WMU News

Trolley installed on eve of WMU's 100th birthday

May 22, 2003

KALAMAZOO -- On the eve of the 100th anniversary of the founding of Western Michigan University, a full-scale replica of one of the university's most distinctive, memorable and famous landmarks was installed today in front of the Bernhard Center.

Four engineering students faithfully replicated the Western Trolley, which operated from 1908 to 1949 on the steep incline of Prospect Hill on the university's original campus.

Following more than six months of research, planning, design and construction, the replicated trolley was unveiled at a WMU Alumni Association-sponsored breakfast program April 8. This week, about 30 feet of standard gauge railroad track and ballast were laid on the sloping lawn in front of the Bernhard Center, and today, the trolley was moved on a large flatbed truck from Kohrman Hall to its new home near the center of the West Campus.

Still to be built are a platform and walkway so that students, alumni and campus visitors can actually sit in the trolley and feel what it must have been like to ride up Prospect Hill decades ago. The non-operating replica of one of the two incline trolley cars that served the university's historic East Campus will be open to visitors by August and dedicated Sept. 5.

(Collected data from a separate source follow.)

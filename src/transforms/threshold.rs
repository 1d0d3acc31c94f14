//! Brightness threshold masking

use super::PixelTransform;
use crate::config::DEFAULT_BRIGHTNESS_THRESHOLD;
use crate::types::Pixel;

/// Keeps pixels brighter than a threshold and makes the rest transparent white
///
/// Brightness is the unweighted mean `(r + g + b) / 3`. The comparison is
/// strict, so a pixel exactly at the threshold is masked. It is evaluated as
/// `r + g + b > 3 * threshold`, which gives the same answer as comparing the
/// real-valued mean without any rounding.
#[derive(Debug, Clone, Copy, PartialEq, Eq)]
pub struct ThresholdMasker {
    threshold: u8,
}

impl Default for ThresholdMasker {
    fn default() -> Self {
        Self::new(DEFAULT_BRIGHTNESS_THRESHOLD)
    }
}

impl ThresholdMasker {
    #[must_use]
    pub fn new(threshold: u8) -> Self {
        Self { threshold }
    }

    /// Whether `pixel` is bright enough to keep
    #[must_use]
    pub fn is_kept(&self, pixel: Pixel) -> bool {
        pixel.channel_sum() > 3 * u16::from(self.threshold)
    }
}

impl PixelTransform for ThresholdMasker {
    fn name(&self) -> &'static str {
        "mask"
    }

    fn threshold(&self) -> Option<u8> {
        Some(self.threshold)
    }

    fn apply_pixel(&self, pixel: Pixel) -> Pixel {
        if self.is_kept(pixel) {
            pixel
        } else {
            Pixel::TRANSPARENT_WHITE
        }
    }
}
//! Progress reporting service
//!
//! This module separates progress reporting concerns from business logic,
//! allowing different frontends to implement their own progress handling.

use crate::types::ProcessingTimings;
use instant::Instant;
use serde::{Deserialize, Serialize};

/// Progress stages during a pixel transform
#[derive(Debug, Clone, Copy, PartialEq, Eq, Serialize, Deserialize)]
#[serde(rename_all = "snake_case")]
pub enum ProcessingStage {
    /// Validating configuration and building the transform
    Initialization,
    /// Loading and decoding input image
    ImageLoading,
    /// Converting the decoded image to an RGBA buffer
    Normalization,
    /// Applying the per-pixel rule
    Transform,
    /// Encoding and saving the PNG result
    FileSaving,
    /// Processing completed
    Completed,
}

impl ProcessingStage {
    /// Get a human-readable description of the processing stage
    #[must_use]
    pub fn description(&self) -> &'static str {
        match self {
            ProcessingStage::Initialization => "Initializing transform",
            ProcessingStage::ImageLoading => "Loading input image",
            ProcessingStage::Normalization => "Normalizing to RGBA",
            ProcessingStage::Transform => "Applying pixel transform",
            ProcessingStage::FileSaving => "Saving result",
            ProcessingStage::Completed => "Processing completed",
        }
    }

    /// Get the typical progress percentage for this stage
    #[must_use]
    pub fn progress_percentage(&self) -> u8 {
        match self {
            ProcessingStage::Initialization => 5,
            ProcessingStage::ImageLoading => 20,
            ProcessingStage::Normalization => 40,
            ProcessingStage::Transform => 70,
            ProcessingStage::FileSaving => 90,
            ProcessingStage::Completed => 100,
        }
    }
}

/// Progress update containing stage and timing information
#[derive(Debug, Clone)]
pub struct ProgressUpdate {
    /// Current processing stage
    pub stage: ProcessingStage,
    /// Progress percentage (0-100)
    pub progress: u8,
    /// Human-readable stage description
    pub description: String,
    /// Elapsed time since processing started (milliseconds)
    pub elapsed_ms: u64,
}

impl ProgressUpdate {
    /// Create a new progress update
    #[must_use]
    pub fn new(stage: ProcessingStage, start_time: Instant) -> Self {
        Self {
            progress: stage.progress_percentage(),
            description: stage.description().to_string(),
            elapsed_ms: start_time.elapsed().as_millis() as u64,
            stage,
        }
    }

    /// Create a progress update with custom description
    #[must_use]
    pub fn with_description(
        stage: ProcessingStage,
        description: String,
        start_time: Instant,
    ) -> Self {
        Self {
            progress: stage.progress_percentage(),
            elapsed_ms: start_time.elapsed().as_millis() as u64,
            stage,
            description,
        }
    }
}

/// Trait for reporting progress during a transform
pub trait ProgressReporter: Send + Sync {
    /// Report a progress update
    fn report_progress(&self, update: ProgressUpdate);

    /// Report processing completion with final timings
    fn report_completion(&self, timings: ProcessingTimings);

    /// Report an error during processing
    ///
    /// # Arguments
    /// * `stage` - Stage where error occurred
    /// * `error` - Error description
    fn report_error(&self, stage: ProcessingStage, error: &str);
}

/// No-op progress reporter that discards all progress updates
pub struct NoOpProgressReporter;

impl ProgressReporter for NoOpProgressReporter {
    fn report_progress(&self, _update: ProgressUpdate) {}

    fn report_completion(&self, _timings: ProcessingTimings) {}

    fn report_error(&self, _stage: ProcessingStage, _error: &str) {}
}

/// Console progress reporter that logs progress through the `log` facade
pub struct ConsoleProgressReporter {
    verbose: bool,
}

impl ConsoleProgressReporter {
    /// Create a new console progress reporter
    ///
    /// # Arguments
    /// * `verbose` - Whether to show detailed progress information
    #[must_use]
    pub fn new(verbose: bool) -> Self {
        Self { verbose }
    }
}

impl ProgressReporter for ConsoleProgressReporter {
    fn report_progress(&self, update: ProgressUpdate) {
        if self.verbose {
            log::info!(
                "[{}%] {} ({}ms elapsed)",
                update.progress,
                update.description,
                update.elapsed_ms
            );
        } else {
            log::debug!("[{}%] {}", update.progress, update.description);
        }
    }

    fn report_completion(&self, timings: ProcessingTimings) {
        log::info!("Transform completed in {}ms", timings.total_ms);

        if self.verbose {
            log::info!("  Detailed timings:");
            log::info!("    - Image decode: {}ms", timings.image_decode_ms);
            log::info!("    - Transform: {}ms", timings.transform_ms);
            log::info!("    - PNG encode: {}ms", timings.image_encode_ms);
        }
    }

    fn report_error(&self, stage: ProcessingStage, error: &str) {
        log::error!("Error during {}: {}", stage.description(), error);
    }
}

/// Progress tracker that manages timing and progress reporting
pub struct ProgressTracker {
    reporter: Box<dyn ProgressReporter>,
    start_time: Instant,
    current_stage: Option<ProcessingStage>,
}

impl ProgressTracker {
    /// Create a new progress tracker with the specified reporter
    #[must_use]
    pub fn new(reporter: Box<dyn ProgressReporter>) -> Self {
        Self {
            reporter,
            start_time: Instant::now(),
            current_stage: None,
        }
    }

    /// Create a progress tracker with no-op reporter (for testing/disabled progress)
    #[must_use]
    pub fn no_op() -> Self {
        Self::new(Box::new(NoOpProgressReporter))
    }

    /// Create a progress tracker with console reporter
    #[must_use]
    pub fn console(verbose: bool) -> Self {
        Self::new(Box::new(ConsoleProgressReporter::new(verbose)))
    }

    /// Restart the elapsed-time clock and forget the current stage
    pub fn reset(&mut self) {
        self.start_time = Instant::now();
        self.current_stage = None;
    }

    /// Report progress for a specific stage
    pub fn report_stage(&mut self, stage: ProcessingStage) {
        self.current_stage = Some(stage);
        let update = ProgressUpdate::new(stage, self.start_time);
        self.reporter.report_progress(update);
    }

    /// Report progress with custom description
    pub fn report_stage_with_description(&mut self, stage: ProcessingStage, description: String) {
        self.current_stage = Some(stage);
        let update = ProgressUpdate::with_description(stage, description, self.start_time);
        self.reporter.report_progress(update);
    }

    /// Report completion with final timings
    pub fn report_completion(&self, timings: ProcessingTimings) {
        self.reporter.report_completion(timings);
    }

    /// Report an error during processing
    pub fn report_error(&self, stage: ProcessingStage, error: &str) {
        self.reporter.report_error(stage, error);
    }

    /// Get the current processing stage
    #[must_use]
    pub fn current_stage(&self) -> Option<ProcessingStage> {
        self.current_stage
    }
}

"Given the interest that has surrounded the trolley throughout our history and the meticulous detail and craftsmanship of the replica, this will undoubtedly be the high point of our centennial celebration for many people," says Ruth Heinig, professor emerita, who co-chairs the Centennial Committee. "These students have taken a fabled page out of our history and literally brought it to life for countless future generations to enjoy."

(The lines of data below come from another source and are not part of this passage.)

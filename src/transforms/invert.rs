//! Color inversion with alpha preservation

use super::PixelTransform;
use crate::types::Pixel;

/// Inverts RGB of every pixel that is not fully transparent
///
/// Fully transparent pixels are normalized to `(0, 0, 0, 0)`; the color
/// hidden under zero alpha is discarded. Inverting twice therefore restores
/// every visible pixel but not the RGB of invisible ones.
#[derive(Debug, Clone, Copy, Default, PartialEq, Eq)]
pub struct Inverter;

impl PixelTransform for Inverter {
    fn name(&self) -> &'static str {
        "invert"
    }

    fn apply_pixel(&self, pixel: Pixel) -> Pixel {
        if pixel.is_fully_transparent() {
            return Pixel::TRANSPARENT_BLACK;
        }

        Pixel::new(
            u8::MAX - pixel.r,
            u8::MAX - pixel.g,
            u8::MAX - pixel.b,
            pixel.a,
        )
    }
}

Replica builders Jeff Clausen, Corey Hendrix, Aron Murphy and Brian VanderPloeg used it as their senior engineering design project. There are no surviving plans or blueprints of the original trolley cars and only one bench from one original car survived, that thanks to Professor Emeritus Zack York, who saved it and later returned it to WMU.

Project faculty advisors were Frederick Sitkins and James VandePolder, both from the industrial and manufacturing engineering department. Also assisting and advising the students were John Lindbeck, a professor emeritus of engineering technology, and Thomas Swartz, a member of the industrial and manufacturing engineering faculty, as well as members of the Centennial Committee and staff members from University Archives, University Landscape Services and the Office of University Relations. Funding is being provided by the Centennial Committee, through donations of materials by local companies and through other private gifts.

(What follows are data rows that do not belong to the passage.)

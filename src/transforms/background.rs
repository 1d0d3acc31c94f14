//! Dark background removal

use super::PixelTransform;
use crate::config::DEFAULT_BACKGROUND_THRESHOLD;
use crate::types::Pixel;

/// Makes near-black pixels fully transparent
///
/// A pixel is background iff all three color channels are strictly below the
/// threshold. Only alpha is rewritten; RGB always passes through, and so does
/// the alpha of non-background pixels.
#[derive(Debug, Clone, Copy, PartialEq, Eq)]
pub struct BackgroundRemover {
    threshold: u8,
}

impl Default for BackgroundRemover {
    fn default() -> Self {
        Self::new(DEFAULT_BACKGROUND_THRESHOLD)
    }
}

impl BackgroundRemover {
    #[must_use]
    pub fn new(threshold: u8) -> Self {
        Self { threshold }
    }

    /// Whether `pixel` counts as background under this threshold
    #[must_use]
    pub fn is_background(&self, pixel: Pixel) -> bool {
        pixel.r < self.threshold && pixel.g < self.threshold && pixel.b < self.threshold
    }
}

impl PixelTransform for BackgroundRemover {
    fn name(&self) -> &'static str {
        "remove-background"
    }

    fn threshold(&self) -> Option<u8> {
        Some(self.threshold)
    }

    fn apply_pixel(&self, pixel: Pixel) -> Pixel {
        if self.is_background(pixel) {
            pixel.with_alpha(0)
        } else {
            pixel
        }
    }
}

The famous Western Trolley was actually classified and registered as a railroad. It is the only known incline railroad in the history of the state of Michigan, and may be the only railroad ever owned and operated by a college or university. For 40 years, the Western Trolley carried students and faculty up and down the steep incline of Prospect Hill, on which the original WMU campus was built. An article in a 1931 issue of the Western Herald, student newspaper, reported that the trolley averaged 2,280 passengers daily. In its heyday, the trolley at Western State Teachers College was featured in newspapers from Chicago to Detroit. After World War II, however, use of the trolley declined, and by 1949, safety issues and rising maintenance costs forced the school to shutdown and dismantle the trolleys.